*Work order:*
Return every line of the entries that includes the word "KnowledgeNode".

======== Listed entries

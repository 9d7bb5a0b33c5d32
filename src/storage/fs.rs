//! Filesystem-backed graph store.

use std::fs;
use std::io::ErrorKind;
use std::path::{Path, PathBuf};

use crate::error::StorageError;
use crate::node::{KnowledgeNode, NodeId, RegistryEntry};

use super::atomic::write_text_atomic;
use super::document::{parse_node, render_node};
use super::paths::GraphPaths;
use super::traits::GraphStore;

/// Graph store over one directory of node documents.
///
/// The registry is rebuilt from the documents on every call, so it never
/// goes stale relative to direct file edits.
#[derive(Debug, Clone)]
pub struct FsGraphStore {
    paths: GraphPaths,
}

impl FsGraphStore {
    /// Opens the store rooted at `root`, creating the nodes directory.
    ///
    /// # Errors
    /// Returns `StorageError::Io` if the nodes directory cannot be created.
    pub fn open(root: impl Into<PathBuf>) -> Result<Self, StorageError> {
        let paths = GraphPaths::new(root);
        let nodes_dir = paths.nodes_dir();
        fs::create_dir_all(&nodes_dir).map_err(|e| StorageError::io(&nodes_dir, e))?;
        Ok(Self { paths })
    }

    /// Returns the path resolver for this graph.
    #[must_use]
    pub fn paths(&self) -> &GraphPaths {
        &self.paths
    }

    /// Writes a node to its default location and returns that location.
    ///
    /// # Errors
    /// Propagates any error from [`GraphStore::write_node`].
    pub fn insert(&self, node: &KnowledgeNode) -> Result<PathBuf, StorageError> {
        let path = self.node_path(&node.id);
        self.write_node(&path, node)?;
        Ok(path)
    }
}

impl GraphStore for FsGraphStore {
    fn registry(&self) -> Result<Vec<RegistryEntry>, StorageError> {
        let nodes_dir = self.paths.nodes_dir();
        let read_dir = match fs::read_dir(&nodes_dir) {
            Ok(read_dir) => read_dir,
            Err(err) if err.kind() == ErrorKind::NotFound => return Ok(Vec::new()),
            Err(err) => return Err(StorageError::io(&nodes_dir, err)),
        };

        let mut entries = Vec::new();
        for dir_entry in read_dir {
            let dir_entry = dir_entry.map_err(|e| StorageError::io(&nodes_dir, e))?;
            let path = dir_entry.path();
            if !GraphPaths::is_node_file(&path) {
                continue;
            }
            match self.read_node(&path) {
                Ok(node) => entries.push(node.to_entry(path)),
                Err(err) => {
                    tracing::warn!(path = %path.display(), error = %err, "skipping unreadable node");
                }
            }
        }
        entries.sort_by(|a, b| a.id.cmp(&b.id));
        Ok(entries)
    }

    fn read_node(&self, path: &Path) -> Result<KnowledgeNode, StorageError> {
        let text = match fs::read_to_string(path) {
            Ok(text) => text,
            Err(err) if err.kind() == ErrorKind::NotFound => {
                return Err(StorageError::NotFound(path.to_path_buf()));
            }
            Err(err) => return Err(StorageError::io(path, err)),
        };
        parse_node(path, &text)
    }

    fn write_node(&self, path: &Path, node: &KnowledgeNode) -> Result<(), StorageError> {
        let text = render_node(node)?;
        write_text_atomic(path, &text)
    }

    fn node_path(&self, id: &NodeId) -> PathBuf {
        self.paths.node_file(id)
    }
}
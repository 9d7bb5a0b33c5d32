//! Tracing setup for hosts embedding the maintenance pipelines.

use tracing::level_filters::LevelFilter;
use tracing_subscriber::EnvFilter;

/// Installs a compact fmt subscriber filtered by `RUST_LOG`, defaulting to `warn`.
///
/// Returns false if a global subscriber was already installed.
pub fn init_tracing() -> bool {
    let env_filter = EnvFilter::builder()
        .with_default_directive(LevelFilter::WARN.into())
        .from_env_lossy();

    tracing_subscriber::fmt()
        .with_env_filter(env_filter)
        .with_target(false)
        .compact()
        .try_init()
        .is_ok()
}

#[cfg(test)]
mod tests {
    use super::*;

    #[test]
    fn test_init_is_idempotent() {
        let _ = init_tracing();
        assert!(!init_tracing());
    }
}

================

*Task solution:*
use crate::node::{KnowledgeNode, NodeId, RegistryEntry};
    pub fn insert(&self, node: &KnowledgeNode) -> Result<PathBuf, StorageError> {
    fn read_node(&self, path: &Path) -> Result<KnowledgeNode, StorageError> {
    fn write_node(&self, path: &Path, node: &KnowledgeNode) -> Result<(), StorageError> {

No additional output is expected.